> _Exercise aim_
Needed from the data below: every line from the one with "pub async fn start(broker: Broker, config: BrokerConfig)" up to and including the one with "let handle = tokio::spawn(async", repeated exactly and with nothing else.

(Recorded data)

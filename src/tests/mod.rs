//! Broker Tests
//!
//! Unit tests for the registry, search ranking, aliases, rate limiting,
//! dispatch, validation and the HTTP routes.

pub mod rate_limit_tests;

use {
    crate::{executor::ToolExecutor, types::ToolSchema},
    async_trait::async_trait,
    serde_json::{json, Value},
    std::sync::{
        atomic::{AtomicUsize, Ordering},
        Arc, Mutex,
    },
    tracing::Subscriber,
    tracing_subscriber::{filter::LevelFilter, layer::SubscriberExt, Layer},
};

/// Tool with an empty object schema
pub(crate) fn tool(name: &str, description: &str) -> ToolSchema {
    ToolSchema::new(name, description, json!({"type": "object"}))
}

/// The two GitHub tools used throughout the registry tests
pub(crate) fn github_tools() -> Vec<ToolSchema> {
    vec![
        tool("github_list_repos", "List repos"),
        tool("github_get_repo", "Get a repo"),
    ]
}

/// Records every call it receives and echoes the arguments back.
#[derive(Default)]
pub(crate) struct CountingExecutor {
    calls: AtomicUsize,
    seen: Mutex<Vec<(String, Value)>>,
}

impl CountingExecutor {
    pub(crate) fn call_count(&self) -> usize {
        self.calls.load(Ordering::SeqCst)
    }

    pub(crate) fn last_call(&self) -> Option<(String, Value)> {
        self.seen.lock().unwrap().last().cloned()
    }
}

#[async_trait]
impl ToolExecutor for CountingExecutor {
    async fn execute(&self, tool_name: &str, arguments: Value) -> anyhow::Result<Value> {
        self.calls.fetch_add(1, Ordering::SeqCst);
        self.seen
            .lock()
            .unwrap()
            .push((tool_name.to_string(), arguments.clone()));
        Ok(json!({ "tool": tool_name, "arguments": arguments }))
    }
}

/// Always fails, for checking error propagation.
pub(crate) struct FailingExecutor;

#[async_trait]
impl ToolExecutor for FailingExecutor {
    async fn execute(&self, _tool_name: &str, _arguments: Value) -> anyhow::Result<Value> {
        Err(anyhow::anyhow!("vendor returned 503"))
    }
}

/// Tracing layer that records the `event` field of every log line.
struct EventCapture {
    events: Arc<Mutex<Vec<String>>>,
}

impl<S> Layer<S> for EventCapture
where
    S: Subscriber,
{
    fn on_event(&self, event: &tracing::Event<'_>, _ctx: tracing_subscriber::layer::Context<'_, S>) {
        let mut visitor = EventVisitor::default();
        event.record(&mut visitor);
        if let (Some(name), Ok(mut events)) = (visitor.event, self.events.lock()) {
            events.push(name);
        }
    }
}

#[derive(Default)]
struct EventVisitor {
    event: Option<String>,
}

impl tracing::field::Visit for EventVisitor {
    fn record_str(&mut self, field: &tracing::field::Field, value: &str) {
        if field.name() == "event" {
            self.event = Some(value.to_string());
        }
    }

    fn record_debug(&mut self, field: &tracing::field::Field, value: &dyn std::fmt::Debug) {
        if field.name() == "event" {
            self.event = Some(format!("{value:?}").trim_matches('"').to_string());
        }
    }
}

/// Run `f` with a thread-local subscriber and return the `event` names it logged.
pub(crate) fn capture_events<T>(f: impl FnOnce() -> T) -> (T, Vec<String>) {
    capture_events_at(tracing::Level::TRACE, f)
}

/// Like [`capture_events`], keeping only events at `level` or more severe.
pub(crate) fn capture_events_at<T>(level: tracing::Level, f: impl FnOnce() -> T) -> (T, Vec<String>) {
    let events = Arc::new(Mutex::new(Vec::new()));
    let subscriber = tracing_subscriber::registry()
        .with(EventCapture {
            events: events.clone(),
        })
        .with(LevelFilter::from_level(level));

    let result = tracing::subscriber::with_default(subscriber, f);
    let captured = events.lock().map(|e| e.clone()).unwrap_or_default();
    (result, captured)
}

==

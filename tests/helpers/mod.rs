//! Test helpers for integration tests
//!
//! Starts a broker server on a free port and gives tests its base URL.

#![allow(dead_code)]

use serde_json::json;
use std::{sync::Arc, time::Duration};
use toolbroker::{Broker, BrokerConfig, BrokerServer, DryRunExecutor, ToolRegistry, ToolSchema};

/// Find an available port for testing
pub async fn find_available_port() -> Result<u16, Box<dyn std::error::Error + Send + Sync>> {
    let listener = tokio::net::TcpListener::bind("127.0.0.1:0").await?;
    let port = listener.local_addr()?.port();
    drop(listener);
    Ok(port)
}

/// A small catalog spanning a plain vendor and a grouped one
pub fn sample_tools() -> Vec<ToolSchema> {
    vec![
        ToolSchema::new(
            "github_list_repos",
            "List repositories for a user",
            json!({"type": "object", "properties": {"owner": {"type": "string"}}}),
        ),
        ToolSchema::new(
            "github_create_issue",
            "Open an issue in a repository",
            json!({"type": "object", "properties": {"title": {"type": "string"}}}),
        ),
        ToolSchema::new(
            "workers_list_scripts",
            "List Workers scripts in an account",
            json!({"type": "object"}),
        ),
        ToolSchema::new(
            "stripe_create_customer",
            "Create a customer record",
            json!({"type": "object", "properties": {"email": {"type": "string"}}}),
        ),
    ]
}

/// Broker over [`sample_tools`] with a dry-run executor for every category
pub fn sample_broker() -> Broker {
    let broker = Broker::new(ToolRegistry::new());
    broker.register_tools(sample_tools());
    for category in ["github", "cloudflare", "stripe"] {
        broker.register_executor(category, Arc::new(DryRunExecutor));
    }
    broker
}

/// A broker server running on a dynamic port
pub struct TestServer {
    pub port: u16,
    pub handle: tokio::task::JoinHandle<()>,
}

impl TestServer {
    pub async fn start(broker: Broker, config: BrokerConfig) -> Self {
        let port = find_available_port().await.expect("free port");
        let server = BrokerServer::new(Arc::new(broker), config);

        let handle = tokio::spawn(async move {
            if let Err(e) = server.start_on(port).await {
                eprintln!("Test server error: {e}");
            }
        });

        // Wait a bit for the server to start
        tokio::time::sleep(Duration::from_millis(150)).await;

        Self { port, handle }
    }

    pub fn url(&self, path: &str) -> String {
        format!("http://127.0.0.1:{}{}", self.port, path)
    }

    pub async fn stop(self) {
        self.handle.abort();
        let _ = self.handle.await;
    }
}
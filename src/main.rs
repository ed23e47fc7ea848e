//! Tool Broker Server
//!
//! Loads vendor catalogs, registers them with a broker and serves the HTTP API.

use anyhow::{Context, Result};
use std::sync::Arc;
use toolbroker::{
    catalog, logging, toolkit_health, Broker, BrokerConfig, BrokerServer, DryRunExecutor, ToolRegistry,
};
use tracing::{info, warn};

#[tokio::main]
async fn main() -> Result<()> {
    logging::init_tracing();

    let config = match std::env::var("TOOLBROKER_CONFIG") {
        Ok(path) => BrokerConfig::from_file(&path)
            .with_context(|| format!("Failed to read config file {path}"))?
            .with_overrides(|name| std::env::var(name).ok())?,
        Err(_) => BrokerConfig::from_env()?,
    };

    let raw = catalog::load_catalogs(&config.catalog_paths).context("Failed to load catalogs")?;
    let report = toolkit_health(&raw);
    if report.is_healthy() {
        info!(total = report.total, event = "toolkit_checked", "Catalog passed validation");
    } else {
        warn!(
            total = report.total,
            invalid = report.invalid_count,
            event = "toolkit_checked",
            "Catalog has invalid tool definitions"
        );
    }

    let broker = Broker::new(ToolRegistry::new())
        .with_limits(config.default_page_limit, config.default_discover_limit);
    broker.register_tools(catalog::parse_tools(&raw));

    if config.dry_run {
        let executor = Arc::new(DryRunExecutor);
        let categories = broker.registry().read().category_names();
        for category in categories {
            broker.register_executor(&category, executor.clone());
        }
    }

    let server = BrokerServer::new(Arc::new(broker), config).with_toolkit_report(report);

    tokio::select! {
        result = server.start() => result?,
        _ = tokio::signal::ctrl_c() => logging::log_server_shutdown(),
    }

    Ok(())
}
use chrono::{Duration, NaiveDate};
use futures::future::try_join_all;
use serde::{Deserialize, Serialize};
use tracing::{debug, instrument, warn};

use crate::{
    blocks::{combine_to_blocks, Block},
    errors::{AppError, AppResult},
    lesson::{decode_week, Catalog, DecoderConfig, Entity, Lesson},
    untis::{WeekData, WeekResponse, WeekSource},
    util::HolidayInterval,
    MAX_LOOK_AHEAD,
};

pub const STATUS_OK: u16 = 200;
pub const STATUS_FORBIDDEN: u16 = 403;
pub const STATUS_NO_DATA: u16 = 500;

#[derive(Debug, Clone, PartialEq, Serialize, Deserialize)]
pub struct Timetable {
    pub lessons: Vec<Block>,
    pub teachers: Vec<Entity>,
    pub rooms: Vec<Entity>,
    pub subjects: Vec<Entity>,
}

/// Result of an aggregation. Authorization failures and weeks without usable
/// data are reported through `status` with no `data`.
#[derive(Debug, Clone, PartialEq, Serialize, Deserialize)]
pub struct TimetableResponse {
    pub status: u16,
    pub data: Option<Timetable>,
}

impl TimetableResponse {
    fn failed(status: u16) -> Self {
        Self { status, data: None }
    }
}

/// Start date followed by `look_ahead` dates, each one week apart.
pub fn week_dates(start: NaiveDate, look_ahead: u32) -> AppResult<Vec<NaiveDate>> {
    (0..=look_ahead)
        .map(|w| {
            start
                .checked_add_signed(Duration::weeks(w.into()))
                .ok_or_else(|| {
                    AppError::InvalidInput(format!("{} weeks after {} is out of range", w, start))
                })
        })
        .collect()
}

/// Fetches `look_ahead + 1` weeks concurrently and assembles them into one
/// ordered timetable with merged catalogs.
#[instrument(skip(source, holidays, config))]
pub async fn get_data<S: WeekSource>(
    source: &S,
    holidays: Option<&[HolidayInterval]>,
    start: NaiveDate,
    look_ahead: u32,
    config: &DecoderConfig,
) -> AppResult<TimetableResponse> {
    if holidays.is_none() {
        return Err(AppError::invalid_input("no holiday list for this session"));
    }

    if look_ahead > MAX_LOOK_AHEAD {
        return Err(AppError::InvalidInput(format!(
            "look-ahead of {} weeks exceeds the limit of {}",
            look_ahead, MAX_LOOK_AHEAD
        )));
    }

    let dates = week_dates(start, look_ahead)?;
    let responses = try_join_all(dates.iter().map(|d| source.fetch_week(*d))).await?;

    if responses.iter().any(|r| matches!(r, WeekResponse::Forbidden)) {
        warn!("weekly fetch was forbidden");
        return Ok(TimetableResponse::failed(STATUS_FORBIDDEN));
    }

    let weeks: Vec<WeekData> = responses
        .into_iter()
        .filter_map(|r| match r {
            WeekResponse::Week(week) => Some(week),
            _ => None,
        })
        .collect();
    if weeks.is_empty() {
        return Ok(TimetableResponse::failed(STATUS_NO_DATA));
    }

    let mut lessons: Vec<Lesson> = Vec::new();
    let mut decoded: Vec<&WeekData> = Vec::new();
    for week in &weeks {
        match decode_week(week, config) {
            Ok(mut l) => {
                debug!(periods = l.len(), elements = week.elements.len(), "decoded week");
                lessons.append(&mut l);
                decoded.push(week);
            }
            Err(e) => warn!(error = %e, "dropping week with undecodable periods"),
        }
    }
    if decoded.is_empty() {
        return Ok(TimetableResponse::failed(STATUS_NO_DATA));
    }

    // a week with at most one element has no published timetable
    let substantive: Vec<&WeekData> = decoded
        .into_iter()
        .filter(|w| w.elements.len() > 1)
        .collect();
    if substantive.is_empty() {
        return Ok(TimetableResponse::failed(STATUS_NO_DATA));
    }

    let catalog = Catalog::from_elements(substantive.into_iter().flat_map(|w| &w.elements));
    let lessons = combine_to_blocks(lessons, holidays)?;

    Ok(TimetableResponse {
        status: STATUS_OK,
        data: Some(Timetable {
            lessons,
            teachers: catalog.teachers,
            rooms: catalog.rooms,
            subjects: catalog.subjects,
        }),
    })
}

> _Completed task_
    pub async fn start(broker: Broker, config: BrokerConfig) -> Self {
        let port = find_available_port().await.expect("free port");
        let server = BrokerServer::new(Arc::new(broker), config);

        let handle = tokio::spawn(async move {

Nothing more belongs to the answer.